TASK STATEMENT: In the material below, find all lines with the string "contract" and copy them.

SOURCE DATA:
════════════════

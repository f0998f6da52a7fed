//! Validation errors for the core data model.

use thiserror::Error;

/// Errors raised when constructing or validating core model types.
#[derive(Debug, Error)]
pub enum ValidationError {
    /// Query is empty after sanitization.
    #[error("query is empty after sanitization")]
    EmptyQuery,

    /// Query exceeds the maximum length.
    #[error("query length {0} exceeds the maximum")]
    QueryTooLong(usize),

    /// Council composition is invalid.
    #[error("invalid council: {0}")]
    InvalidCouncil(String),

    /// Retry policy parameters are invalid.
    #[error("invalid retry policy: {0}")]
    InvalidRetryPolicy(String),

    /// Deliberation rounds must be contiguous and start at 1.
    #[error("round number {got} breaks ordering, expected {expected}")]
    RoundGap {
        /// The round number the thread expected next.
        expected: u32,
        /// The round number that was pushed.
        got: u32,
    },

    /// A consensus decision failed an invariant.
    #[error("invalid decision: {0}")]
    InvalidDecision(String),
}
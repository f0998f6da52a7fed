//! The provider pool contract.

use crate::error::ProviderError;
use async_trait::async_trait;
use conclave_types::{CouncilMember, MessageRole, SessionContext, ToolDefinition};
use serde::{Deserialize, Serialize};

/// One message of a provider prompt.
#[derive(Debug, Clone, PartialEq, Serialize, Deserialize)]
pub struct PromptMessage {
    /// Speaker role.
    pub role: MessageRole,
    /// Message text.
    pub content: String,
}

impl PromptMessage {
    /// A user-role message.
    pub fn user(content: impl Into<String>) -> Self {
        Self {
            role: MessageRole::User,
            content: content.into(),
        }
    }

    /// A system-role message.
    pub fn system(content: impl Into<String>) -> Self {
        Self {
            role: MessageRole::System,
            content: content.into(),
        }
    }

    /// An assistant-role message.
    pub fn assistant(content: impl Into<String>) -> Self {
        Self {
            role: MessageRole::Assistant,
            content: content.into(),
        }
    }
}

/// A prompt sent to one council member.
#[derive(Debug, Clone, Default, PartialEq, Serialize, Deserialize)]
pub struct ProviderRequest {
    /// Ordered prompt messages.
    pub messages: Vec<PromptMessage>,
    /// Tool definitions forwarded opaquely when tool use is enabled.
    #[serde(default, skip_serializing_if = "Vec::is_empty")]
    pub tools: Vec<ToolDefinition>,
}

impl ProviderRequest {
    /// Builds the round-0 prompt: prior context followed by the query.
    pub fn from_query(query: &str, context: &SessionContext) -> Self {
        let mut messages: Vec<PromptMessage> = context
            .messages
            .iter()
            .map(|m| PromptMessage {
                role: m.role,
                content: m.content.clone(),
            })
            .collect();
        messages.push(PromptMessage::user(query));
        Self {
            messages,
            tools: Vec::new(),
        }
    }

    /// Attaches tool definitions.
    pub fn with_tools(mut self, tools: Vec<ToolDefinition>) -> Self {
        self.tools = tools;
        self
    }
}

/// A successful provider reply.
#[derive(Debug, Clone, PartialEq, Serialize, Deserialize)]
pub struct ProviderReply {
    /// Model output text.
    pub content: String,
    /// Prompt tokens billed.
    pub prompt_tokens: u32,
    /// Completion tokens billed.
    pub completion_tokens: u32,
    /// Cost of the call in USD.
    pub cost_usd: f64,
}

/// Sends prompts to council members.
///
/// Implementations hold the per-provider HTTP clients and credentials;
/// they are expected to be thread-safe. One call maps to one provider
/// attempt — retries and timeouts live in [`crate::call_member`], not
/// here.
#[async_trait]
pub trait ProviderPool: Send + Sync {
    /// Sends one prompt to one member and returns its reply.
    async fn complete(
        &self,
        member: &CouncilMember,
        request: &ProviderRequest,
    ) -> Result<ProviderReply, ProviderError>;
}
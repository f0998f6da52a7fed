//! Submitted requests and their bounded conversation context.

use crate::error::ValidationError;
use crate::sanitize::sanitize_query;
use crate::{UserId, MAX_CONTEXT_TOKENS, MAX_QUERY_LENGTH};
use chrono::{DateTime, Utc};
use serde::{Deserialize, Serialize};
use uuid::Uuid;

/// Role of a message in conversation context.
#[derive(Debug, Clone, Copy, PartialEq, Eq, Serialize, Deserialize)]
#[serde(rename_all = "lowercase")]
pub enum MessageRole {
    /// End-user message.
    User,
    /// A previous consensus answer.
    Assistant,
    /// System framing.
    System,
}

/// One message of prior conversation context.
#[derive(Debug, Clone, PartialEq, Serialize, Deserialize)]
pub struct ContextMessage {
    /// Who produced the message.
    pub role: MessageRole,
    /// Message text.
    pub content: String,
    /// Token count as estimated by the session store.
    pub tokens: u32,
}

/// Bounded conversation context attached to a request.
///
/// The token total never exceeds [`MAX_CONTEXT_TOKENS`]; oldest messages
/// are dropped first when the budget is exceeded.
#[derive(Debug, Clone, Default, PartialEq, Serialize, Deserialize)]
pub struct SessionContext {
    /// Messages in chronological order.
    pub messages: Vec<ContextMessage>,
    /// Sum of `tokens` across `messages`.
    pub token_total: u32,
}

impl SessionContext {
    /// Creates an empty context.
    pub fn empty() -> Self {
        Self::default()
    }

    /// Builds a context from messages, truncating oldest-first to fit
    /// the token budget.
    pub fn bounded(messages: Vec<ContextMessage>) -> Self {
        let mut kept: Vec<ContextMessage> = Vec::new();
        let mut total: u32 = 0;
        for msg in messages.into_iter().rev() {
            if total + msg.tokens > MAX_CONTEXT_TOKENS {
                break;
            }
            total += msg.tokens;
            kept.push(msg);
        }
        kept.reverse();
        Self {
            messages: kept,
            token_total: total,
        }
    }

    /// True when no context is attached.
    pub fn is_empty(&self) -> bool {
        self.messages.is_empty()
    }
}

/// Opaque tool definition forwarded to providers when tool use is enabled.
///
/// Tool execution is out of scope; this is the pass-through contract only.
#[derive(Debug, Clone, PartialEq, Serialize, Deserialize)]
pub struct ToolDefinition {
    /// Tool name.
    pub name: String,
    /// Human-readable description.
    pub description: String,
    /// JSON schema of the tool parameters.
    pub parameters: serde_json::Value,
}

/// A validated, sanitized user request ready for orchestration.
#[derive(Debug, Clone, Serialize, Deserialize)]
pub struct UserRequest {
    /// Immutable request identifier (UUIDv4, assigned at submit).
    pub id: Uuid,
    /// Authenticated submitter.
    pub user_id: UserId,
    /// Sanitized query text.
    pub query: String,
    /// Optional session the request belongs to.
    pub session_id: Option<Uuid>,
    /// Bounded conversation context.
    #[serde(default)]
    pub context: SessionContext,
    /// Optional preset naming the council to use.
    pub preset: Option<String>,
    /// Whether the client declared streaming intent.
    pub streaming: bool,
    /// Submission time.
    pub created_at: DateTime<Utc>,
}

impl UserRequest {
    /// Constructs a request from a raw query, sanitizing and validating it.
    ///
    /// The query is sanitized first; emptiness and length are judged on
    /// the sanitized text.
    pub fn new(user_id: impl Into<UserId>, raw_query: &str) -> Result<Self, ValidationError> {
        let query = sanitize_query(raw_query);
        if query.is_empty() {
            return Err(ValidationError::EmptyQuery);
        }
        if query.chars().count() > MAX_QUERY_LENGTH {
            return Err(ValidationError::QueryTooLong(query.chars().count()));
        }
        Ok(Self {
            id: Uuid::new_v4(),
            user_id: user_id.into(),
            query,
            session_id: None,
            context: SessionContext::empty(),
            preset: None,
            streaming: false,
            created_at: Utc::now(),
        })
    }

    /// Sets the session id.
    pub fn with_session(mut self, session_id: Uuid) -> Self {
        self.session_id = Some(session_id);
        self
    }

    /// Sets the preset name.
    pub fn with_preset(mut self, preset: impl Into<String>) -> Self {
        self.preset = Some(preset.into());
        self
    }

    /// Sets the streaming intent flag.
    pub fn with_streaming(mut self, streaming: bool) -> Self {
        self.streaming = streaming;
        self
    }

    /// Attaches conversation context.
    pub fn with_context(mut self, context: SessionContext) -> Self {
        self.context = context;
        self
    }
}

#[cfg(test)]
mod tests {
    use super::*;

    #[test]
    fn test_new_request_sanitizes() {
        let req = UserRequest::new("alice", "hel\0lo").unwrap();
        assert_eq!(req.query, "hello");
        assert_eq!(req.user_id, "alice");
        assert!(!req.streaming);
    }

    #[test]
    fn test_new_request_rejects_empty_after_sanitize() {
        let err = UserRequest::new("alice", "\0\u{0001}").unwrap_err();
        assert!(matches!(err, ValidationError::EmptyQuery));
    }

    #[test]
    fn test_new_request_rejects_too_long() {
        let long = "a".repeat(MAX_QUERY_LENGTH + 1);
        let err = UserRequest::new("alice", &long).unwrap_err();
        assert!(matches!(err, ValidationError::QueryTooLong(_)));
    }

    #[test]
    fn test_max_length_boundary_accepted() {
        let exact = "a".repeat(MAX_QUERY_LENGTH);
        assert!(UserRequest::new("alice", &exact).is_ok());
    }

    #[test]
    fn test_unique_ids() {
        let a = UserRequest::new("alice", "q").unwrap();
        let b = UserRequest::new("alice", "q").unwrap();
        assert_ne!(a.id, b.id);
    }

    #[test]
    fn test_context_truncates_oldest_first() {
        let msg = |tokens| ContextMessage {
            role: MessageRole::User,
            content: "x".to_string(),
            tokens,
        };
        let ctx = SessionContext::bounded(vec![msg(3000), msg(1500), msg(1000)]);
        // The 3000-token oldest message does not fit.
        assert_eq!(ctx.messages.len(), 2);
        assert_eq!(ctx.token_total, 2500);
    }

    #[test]
    fn test_context_within_budget_kept_whole() {
        let msg = |tokens| ContextMessage {
            role: MessageRole::Assistant,
            content: "y".to_string(),
            tokens,
        };
        let ctx = SessionContext::bounded(vec![msg(100), msg(200)]);
        assert_eq!(ctx.messages.len(), 2);
        assert_eq!(ctx.token_total, 300);
    }
}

════════════════

TASK OUTPUT:
//! The provider pool contract.
/// Tool execution is out of scope; this is the pass-through contract only.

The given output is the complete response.